2015 was a big year for marketers. We saw a resurgance of GIFs, a rise in paid social as a result of unfavorable algorithms, and, we can’t forget to mention Mobilegeddon. Like previous years, the 2015 State of Inbound report from HubSpot revealed even more insights as to what’s big in marketing right now. The report, which can be downloaded here, covers a lot of great marketing and sales insights, but we’ll focus here on one key tool – marketing automation.

Being a marketer in today’s digital landscape means that we face more touchpoints and data with customers than ever before, which is great when used to our advantage. But, using it to our advantage is hard work and can be a nearly impossible feat without the right tools. Marketing automation helps to do the hard work for marketing, but, even more importantly, it makes marketing campaigns more effective, and the 2015 State of Inbound agrees. But, is marketing automation the holy grail or does it have the potential to fail? Let’s dive deeper into the data to find out.

1. Greater ROI with marketing automation

It shouldn’t come as too big of a surprise that marketers who are armed with tools that automate pieces of their jobs are more likely to achieve greater ROI than the previous year. The not-so-surprising finding is that the spread between marketing automation users and non-users is only 11 percent. Why is this? Although the report doesn’t provide inclinications, we do know that there’s a significant talent gap in digital skills, which may explain a lot.

Predictions show that the US will lack 1.5 million managers and analysts with adequate digital and technical skills to make effective and strategic decisions by 2018. So, while many companies have invested in marketing automation, they may not necessarily have the talent to capitalize on the technology. Thus, what is an 11 percent spread beween marketing automation use and non-use might actually be more like 50 percent.

This lack of talent is further emphasized by the 2014 State of Digital Marketing Talent. According to the survey, about 50 percent of executives find marketing automation skills important to have, but only 30 percent say they have the in-house strengths to fill the skills. What can marketing teams do if they have a talent gap in marketing automation? Well, they can hire from a small pool, partner with an agency or grow their in-house knowledge. Whatever strategy is right for your marketing efforts just ensure that you don’t put the cart before the horse. Marketing automation does not equal higher ROI on its’ own, but it can reap its’ benefits if you have the talent to properly implement it.

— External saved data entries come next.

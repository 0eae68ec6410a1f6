pub mod app;
pub mod serve;
pub mod simulate;
pub mod state;
pub mod telemetry;

pub use app::run as run_app;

2. Higher budgets among marketing automation users

The State of Inbound also examined the chances of receiving a higher and lower budget among marketing automation users and non-users. Sixty percent of marketing automation users say they expect to have a higher budget while 51 percent of non-marketing automation users expect to see a higher budget. Again, a small spread, but this is likely a result of overall digital marketing budgets growing.

According to Gartner’s CMO Spend Survey 2015-2016, 64 percent of respondents rank digital commerce (the ultimate form of marketing automation, in my opinion, because it shortens the buying cycle) in their top 5 priorities for technology investment. It seems, then, that with growing budgets for digital commerce and marketing automation overall, a higher budget can be expected whether or not you utilize marketing automation. But, and this is a big but (stop singing Sir Mix-A-Lot), there is likely a better chance of a higher budget and a smaller chance of a lower budget for marketers using marketing automation software.

The big takeaways

The State of Inbound’s findings on marketing automation give us insight into technology’s impact on ROI and budgets – but as you’ve seen with the supporting research and explanations shared above, marketing automation is a catch-22. Here’s what you can take away:

  • Marketing automation use is more common among marketers who achieve higher ROI, but the rate of achievement would likely be higher without a digital talent gap.
  • Budgets are more likely to be higher among marketing automation users, but a small spread between users and non-users indicates this is a by-product of overall growing budgets for digital initiatives. However, an overall growth in investments for digital means that marketers can ensure they don’t receive a lower budget by employing marketing automation and other digital tools.

For marketers in any industry, marketing automation can be a holy grail – but it takes talent and, of course, a growing budget to use it effectively.